* _What needs to be done_
How many lines in the records below contain the word "None"? Give only the number.

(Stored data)
[Start of Attachment]

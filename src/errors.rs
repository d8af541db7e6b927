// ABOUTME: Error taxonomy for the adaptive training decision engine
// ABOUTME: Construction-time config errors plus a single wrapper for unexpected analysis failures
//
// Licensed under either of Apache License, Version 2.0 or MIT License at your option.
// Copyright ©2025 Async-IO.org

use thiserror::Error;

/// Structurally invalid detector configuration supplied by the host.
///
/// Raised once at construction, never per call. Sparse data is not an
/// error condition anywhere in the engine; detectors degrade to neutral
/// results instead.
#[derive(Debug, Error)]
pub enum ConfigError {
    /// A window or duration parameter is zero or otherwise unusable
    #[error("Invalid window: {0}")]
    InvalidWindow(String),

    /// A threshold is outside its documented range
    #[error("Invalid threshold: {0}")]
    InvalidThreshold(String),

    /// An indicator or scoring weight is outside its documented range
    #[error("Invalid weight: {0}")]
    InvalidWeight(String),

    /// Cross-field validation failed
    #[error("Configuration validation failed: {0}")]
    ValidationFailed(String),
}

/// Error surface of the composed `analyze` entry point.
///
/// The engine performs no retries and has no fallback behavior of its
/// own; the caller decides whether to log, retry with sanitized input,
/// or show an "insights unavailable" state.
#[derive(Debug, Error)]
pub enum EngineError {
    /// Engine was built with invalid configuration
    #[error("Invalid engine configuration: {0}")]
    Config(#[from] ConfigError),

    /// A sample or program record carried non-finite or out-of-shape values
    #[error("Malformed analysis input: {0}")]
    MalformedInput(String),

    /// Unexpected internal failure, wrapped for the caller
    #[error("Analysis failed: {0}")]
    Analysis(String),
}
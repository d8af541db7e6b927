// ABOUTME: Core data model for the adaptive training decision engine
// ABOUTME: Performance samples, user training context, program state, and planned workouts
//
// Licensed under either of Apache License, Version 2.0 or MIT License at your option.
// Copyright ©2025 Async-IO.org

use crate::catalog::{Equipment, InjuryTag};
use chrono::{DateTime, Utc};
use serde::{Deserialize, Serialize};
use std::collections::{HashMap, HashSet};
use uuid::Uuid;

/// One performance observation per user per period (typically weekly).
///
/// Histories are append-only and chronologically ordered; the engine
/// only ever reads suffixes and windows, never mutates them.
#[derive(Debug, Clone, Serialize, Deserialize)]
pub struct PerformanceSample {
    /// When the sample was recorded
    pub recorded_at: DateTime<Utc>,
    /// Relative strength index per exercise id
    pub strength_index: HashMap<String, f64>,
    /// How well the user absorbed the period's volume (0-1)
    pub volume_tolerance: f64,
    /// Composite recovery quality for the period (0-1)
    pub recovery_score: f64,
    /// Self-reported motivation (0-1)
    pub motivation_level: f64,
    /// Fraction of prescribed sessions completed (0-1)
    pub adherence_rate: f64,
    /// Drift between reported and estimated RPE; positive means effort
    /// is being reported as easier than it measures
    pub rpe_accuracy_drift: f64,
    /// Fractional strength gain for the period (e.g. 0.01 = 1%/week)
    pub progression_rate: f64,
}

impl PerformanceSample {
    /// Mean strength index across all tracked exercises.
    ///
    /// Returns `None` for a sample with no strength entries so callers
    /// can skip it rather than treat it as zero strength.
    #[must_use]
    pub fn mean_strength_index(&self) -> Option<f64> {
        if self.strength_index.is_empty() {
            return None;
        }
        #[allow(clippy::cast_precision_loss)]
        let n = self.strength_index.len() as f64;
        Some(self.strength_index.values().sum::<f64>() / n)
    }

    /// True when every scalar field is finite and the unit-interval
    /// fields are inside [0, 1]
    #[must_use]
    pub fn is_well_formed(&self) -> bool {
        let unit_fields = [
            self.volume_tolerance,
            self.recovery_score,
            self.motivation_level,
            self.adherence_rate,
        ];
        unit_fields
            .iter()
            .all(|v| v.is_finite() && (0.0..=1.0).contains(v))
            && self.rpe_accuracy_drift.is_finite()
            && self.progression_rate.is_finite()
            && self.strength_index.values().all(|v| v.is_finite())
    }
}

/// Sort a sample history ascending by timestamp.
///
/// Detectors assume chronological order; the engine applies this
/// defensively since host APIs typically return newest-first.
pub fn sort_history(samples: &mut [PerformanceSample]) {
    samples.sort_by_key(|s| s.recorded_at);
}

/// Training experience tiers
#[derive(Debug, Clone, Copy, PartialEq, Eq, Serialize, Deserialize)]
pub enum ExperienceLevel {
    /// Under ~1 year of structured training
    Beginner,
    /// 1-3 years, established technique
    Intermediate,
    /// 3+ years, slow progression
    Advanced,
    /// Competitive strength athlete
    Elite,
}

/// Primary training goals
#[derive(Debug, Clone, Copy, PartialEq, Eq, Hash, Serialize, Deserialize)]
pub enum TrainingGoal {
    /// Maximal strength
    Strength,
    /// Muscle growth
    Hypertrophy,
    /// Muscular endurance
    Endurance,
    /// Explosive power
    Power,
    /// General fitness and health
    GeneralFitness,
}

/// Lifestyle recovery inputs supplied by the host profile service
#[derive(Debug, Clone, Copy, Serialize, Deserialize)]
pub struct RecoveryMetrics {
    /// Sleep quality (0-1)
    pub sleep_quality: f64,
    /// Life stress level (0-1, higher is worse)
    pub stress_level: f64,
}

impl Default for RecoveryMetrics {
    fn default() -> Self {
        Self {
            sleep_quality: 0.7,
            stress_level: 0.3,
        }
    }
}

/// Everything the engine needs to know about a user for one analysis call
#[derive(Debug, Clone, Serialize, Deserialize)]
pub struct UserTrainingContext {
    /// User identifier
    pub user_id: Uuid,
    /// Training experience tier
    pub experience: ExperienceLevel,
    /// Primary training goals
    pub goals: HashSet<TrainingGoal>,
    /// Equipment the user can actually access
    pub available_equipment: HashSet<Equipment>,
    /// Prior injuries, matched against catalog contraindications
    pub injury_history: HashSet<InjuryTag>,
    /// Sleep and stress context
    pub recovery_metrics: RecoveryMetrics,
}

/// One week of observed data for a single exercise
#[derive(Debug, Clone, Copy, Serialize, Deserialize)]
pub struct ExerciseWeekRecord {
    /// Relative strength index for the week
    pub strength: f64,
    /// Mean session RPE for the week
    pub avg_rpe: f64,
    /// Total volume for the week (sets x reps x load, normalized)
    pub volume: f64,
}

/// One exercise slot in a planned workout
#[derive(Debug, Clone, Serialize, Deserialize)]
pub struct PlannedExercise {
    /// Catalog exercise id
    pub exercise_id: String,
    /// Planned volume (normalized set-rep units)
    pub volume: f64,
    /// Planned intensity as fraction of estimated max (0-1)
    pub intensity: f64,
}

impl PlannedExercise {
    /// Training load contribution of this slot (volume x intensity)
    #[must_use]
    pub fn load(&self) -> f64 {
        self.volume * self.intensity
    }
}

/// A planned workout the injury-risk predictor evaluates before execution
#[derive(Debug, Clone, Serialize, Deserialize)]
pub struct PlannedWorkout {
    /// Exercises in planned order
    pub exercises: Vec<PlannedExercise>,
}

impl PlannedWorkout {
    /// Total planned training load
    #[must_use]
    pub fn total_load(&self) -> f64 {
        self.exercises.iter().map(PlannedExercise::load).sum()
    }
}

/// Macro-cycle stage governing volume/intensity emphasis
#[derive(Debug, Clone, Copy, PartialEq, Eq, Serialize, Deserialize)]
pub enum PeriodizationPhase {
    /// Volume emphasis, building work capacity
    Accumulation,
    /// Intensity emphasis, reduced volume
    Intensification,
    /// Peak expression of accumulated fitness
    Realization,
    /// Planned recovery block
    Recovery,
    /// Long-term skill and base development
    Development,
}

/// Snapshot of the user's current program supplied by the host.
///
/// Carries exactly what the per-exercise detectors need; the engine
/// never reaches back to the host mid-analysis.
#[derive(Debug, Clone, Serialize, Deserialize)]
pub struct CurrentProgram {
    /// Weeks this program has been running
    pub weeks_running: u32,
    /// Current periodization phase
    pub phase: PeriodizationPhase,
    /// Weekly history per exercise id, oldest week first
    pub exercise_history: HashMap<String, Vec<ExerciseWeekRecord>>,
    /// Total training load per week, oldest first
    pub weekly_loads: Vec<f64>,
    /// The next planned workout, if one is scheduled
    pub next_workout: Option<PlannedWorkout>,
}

[End of Attachment]
[Start of Attachment]

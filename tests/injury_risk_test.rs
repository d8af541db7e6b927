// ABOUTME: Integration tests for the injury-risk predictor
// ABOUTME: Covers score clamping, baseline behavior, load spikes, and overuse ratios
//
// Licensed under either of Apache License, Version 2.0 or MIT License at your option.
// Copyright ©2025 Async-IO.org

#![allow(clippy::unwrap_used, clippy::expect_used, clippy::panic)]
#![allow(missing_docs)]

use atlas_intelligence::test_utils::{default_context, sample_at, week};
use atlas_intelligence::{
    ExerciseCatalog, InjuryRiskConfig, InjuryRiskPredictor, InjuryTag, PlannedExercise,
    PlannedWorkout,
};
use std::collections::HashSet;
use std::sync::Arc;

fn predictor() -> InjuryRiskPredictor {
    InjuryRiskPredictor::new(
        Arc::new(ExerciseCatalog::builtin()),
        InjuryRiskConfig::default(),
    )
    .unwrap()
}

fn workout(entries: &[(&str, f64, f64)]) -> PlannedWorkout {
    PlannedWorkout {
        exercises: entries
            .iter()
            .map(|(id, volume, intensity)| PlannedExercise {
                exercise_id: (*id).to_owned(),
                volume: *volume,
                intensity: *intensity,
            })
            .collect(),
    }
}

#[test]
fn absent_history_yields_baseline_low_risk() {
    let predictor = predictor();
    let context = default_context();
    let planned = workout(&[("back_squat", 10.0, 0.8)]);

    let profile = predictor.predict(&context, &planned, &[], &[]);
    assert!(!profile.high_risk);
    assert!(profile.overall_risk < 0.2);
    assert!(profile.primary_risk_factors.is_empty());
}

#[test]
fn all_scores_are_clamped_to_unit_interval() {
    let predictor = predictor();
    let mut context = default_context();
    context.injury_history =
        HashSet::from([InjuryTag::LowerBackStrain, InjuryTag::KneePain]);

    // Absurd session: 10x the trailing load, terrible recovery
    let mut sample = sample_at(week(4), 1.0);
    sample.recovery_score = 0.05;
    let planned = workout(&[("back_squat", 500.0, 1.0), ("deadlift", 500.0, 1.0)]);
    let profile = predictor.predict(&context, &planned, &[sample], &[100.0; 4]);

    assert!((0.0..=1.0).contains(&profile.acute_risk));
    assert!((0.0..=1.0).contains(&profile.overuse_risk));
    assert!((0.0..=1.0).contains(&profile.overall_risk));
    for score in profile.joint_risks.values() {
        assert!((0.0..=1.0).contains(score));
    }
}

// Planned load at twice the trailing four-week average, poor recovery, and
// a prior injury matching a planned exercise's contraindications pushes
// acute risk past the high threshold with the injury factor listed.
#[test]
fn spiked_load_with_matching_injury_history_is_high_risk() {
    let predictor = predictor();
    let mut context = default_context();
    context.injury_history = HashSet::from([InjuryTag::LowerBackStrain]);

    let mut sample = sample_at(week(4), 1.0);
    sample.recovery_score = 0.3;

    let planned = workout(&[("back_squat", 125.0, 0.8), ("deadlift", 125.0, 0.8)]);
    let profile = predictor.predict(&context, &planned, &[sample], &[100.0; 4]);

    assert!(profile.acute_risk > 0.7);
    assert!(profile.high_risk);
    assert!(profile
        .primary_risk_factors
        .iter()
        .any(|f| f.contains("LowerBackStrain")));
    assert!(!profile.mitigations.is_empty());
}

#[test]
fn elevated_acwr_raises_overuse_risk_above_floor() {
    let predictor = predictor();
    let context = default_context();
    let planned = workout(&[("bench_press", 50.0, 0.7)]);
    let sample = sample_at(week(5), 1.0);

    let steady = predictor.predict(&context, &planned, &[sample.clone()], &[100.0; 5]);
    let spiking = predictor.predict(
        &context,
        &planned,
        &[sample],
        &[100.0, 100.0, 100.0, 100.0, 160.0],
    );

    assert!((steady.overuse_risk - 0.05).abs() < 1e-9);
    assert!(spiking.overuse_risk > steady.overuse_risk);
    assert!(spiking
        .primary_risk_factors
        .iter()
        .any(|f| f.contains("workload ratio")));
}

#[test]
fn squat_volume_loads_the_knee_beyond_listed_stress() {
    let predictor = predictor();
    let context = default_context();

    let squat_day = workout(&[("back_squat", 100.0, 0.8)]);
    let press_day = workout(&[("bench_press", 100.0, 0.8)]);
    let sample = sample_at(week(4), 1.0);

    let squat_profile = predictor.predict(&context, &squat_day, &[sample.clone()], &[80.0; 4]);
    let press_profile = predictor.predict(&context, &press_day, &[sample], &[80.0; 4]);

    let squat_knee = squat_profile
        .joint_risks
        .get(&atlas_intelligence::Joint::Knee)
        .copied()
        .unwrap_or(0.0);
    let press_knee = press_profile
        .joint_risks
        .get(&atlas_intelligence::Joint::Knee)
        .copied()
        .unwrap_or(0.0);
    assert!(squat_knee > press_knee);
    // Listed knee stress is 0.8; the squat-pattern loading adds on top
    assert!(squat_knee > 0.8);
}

[End of Attachment]
[Start of Attachment]

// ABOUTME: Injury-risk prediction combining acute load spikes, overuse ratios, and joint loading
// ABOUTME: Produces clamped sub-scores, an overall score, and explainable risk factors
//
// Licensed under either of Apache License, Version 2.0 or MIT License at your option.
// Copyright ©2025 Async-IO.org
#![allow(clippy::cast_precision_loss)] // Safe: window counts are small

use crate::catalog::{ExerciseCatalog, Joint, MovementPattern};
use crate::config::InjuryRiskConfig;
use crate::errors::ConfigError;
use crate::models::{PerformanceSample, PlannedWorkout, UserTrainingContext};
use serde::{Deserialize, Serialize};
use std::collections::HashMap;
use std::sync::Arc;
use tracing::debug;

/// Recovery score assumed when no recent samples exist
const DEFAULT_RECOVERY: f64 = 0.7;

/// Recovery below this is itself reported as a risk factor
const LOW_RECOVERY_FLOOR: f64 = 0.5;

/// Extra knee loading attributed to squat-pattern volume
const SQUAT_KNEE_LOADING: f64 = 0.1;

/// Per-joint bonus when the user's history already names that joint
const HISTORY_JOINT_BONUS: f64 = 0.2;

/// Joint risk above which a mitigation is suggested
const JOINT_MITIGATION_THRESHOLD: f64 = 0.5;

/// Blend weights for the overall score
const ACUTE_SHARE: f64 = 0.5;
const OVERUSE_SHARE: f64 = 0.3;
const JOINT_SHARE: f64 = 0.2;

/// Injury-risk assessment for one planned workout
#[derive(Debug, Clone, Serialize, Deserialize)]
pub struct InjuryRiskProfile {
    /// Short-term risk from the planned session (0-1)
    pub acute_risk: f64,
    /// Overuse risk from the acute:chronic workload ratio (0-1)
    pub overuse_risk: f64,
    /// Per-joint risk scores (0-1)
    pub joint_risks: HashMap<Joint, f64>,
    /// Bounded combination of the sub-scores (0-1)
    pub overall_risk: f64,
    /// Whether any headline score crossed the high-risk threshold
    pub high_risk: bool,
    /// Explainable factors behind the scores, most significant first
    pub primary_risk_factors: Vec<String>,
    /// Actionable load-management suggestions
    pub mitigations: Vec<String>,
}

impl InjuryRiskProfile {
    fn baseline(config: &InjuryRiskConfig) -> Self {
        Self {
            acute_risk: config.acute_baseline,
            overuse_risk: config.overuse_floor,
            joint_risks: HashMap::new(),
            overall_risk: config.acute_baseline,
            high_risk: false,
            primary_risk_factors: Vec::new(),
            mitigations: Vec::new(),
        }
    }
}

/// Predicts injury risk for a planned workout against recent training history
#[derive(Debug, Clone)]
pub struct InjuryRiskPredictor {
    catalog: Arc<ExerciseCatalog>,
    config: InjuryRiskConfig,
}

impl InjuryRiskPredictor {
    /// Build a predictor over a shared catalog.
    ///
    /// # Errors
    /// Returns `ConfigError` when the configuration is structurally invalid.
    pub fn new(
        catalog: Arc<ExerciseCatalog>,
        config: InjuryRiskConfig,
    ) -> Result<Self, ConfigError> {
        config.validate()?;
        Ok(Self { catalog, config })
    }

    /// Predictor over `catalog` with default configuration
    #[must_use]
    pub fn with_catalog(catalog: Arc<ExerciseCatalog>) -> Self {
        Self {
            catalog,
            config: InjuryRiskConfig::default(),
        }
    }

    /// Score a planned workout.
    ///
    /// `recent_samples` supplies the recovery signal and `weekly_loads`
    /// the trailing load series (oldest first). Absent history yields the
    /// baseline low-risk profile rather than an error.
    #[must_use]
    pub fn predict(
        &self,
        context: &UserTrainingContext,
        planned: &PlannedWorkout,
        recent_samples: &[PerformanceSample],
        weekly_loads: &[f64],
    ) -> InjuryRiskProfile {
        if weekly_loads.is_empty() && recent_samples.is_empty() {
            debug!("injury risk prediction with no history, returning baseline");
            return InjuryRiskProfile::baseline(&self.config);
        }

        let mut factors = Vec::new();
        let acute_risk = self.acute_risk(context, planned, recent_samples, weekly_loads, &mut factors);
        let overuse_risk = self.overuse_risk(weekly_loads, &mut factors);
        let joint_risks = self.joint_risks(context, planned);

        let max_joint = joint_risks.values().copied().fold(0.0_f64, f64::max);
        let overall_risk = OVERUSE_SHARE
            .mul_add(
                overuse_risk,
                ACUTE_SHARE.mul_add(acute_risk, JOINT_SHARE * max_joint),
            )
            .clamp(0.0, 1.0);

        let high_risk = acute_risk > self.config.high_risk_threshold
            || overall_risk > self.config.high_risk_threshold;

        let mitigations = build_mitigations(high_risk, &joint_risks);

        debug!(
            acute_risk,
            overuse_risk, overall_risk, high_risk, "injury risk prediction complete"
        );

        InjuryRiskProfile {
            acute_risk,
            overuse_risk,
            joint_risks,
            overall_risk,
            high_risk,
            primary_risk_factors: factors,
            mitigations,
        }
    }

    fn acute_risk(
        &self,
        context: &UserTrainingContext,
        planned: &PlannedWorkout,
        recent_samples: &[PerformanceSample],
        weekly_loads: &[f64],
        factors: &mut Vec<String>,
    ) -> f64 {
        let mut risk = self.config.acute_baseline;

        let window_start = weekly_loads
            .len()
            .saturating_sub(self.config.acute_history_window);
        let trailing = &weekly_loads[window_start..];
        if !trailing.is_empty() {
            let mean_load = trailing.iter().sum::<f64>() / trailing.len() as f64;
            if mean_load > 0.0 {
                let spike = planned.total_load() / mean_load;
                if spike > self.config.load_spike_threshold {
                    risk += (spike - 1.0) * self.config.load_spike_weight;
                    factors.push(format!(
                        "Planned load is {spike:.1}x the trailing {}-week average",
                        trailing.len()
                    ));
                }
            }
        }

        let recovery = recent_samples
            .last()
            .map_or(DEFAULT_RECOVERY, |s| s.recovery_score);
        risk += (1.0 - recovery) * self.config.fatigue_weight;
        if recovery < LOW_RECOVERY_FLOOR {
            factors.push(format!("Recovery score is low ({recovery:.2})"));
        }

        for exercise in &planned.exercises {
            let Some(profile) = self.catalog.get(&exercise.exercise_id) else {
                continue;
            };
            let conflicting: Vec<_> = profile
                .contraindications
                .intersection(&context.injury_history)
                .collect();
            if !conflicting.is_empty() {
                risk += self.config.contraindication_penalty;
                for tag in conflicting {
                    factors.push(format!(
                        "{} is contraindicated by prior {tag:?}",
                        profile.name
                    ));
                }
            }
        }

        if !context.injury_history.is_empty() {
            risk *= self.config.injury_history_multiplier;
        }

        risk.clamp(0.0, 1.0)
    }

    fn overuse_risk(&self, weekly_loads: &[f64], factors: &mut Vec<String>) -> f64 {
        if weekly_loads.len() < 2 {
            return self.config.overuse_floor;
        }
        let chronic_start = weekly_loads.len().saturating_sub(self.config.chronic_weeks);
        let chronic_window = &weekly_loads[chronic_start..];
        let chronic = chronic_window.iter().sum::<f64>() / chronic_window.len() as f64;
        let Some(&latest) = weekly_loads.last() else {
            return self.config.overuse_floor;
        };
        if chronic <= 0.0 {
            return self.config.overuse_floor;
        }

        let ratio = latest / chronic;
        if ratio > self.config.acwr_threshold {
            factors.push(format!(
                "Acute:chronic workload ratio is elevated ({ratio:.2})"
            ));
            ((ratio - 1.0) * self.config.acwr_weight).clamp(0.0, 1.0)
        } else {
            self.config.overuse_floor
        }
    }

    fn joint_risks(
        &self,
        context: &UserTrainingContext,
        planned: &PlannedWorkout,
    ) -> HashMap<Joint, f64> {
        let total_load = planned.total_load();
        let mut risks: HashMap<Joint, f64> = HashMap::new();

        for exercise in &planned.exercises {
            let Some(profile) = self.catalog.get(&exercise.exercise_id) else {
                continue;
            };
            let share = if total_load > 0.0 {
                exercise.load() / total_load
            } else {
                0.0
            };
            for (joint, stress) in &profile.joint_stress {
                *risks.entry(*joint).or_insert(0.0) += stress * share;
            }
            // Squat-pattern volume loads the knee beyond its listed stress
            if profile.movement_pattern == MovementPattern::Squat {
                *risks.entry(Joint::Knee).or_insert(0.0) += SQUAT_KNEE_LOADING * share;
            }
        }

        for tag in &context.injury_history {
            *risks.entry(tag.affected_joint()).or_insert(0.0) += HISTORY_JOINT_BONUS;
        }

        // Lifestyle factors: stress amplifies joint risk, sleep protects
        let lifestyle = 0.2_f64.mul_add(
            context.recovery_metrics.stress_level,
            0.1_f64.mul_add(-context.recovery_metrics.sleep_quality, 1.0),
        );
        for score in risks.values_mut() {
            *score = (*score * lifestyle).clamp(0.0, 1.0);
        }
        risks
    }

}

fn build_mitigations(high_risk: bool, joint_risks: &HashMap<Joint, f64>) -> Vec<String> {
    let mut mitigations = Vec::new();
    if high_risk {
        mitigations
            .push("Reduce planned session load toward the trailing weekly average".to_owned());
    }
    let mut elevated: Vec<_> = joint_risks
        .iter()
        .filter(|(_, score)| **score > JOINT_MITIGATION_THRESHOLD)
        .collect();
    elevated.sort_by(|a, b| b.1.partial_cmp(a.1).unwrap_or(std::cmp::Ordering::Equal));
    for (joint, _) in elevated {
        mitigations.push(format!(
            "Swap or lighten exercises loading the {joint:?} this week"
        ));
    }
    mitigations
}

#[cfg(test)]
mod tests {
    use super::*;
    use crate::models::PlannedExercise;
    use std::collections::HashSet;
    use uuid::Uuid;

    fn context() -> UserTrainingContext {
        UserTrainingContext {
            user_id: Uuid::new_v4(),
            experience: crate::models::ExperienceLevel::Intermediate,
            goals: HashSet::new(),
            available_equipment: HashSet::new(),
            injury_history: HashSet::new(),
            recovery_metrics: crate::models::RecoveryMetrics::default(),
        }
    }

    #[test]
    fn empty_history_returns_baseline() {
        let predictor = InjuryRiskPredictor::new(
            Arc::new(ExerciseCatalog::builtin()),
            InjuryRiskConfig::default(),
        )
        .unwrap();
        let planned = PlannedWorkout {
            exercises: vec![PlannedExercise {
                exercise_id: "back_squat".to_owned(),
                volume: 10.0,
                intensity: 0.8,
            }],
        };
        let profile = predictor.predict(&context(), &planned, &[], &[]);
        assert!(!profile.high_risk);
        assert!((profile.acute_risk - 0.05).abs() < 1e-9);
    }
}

[End of Attachment]

* _Task output_
2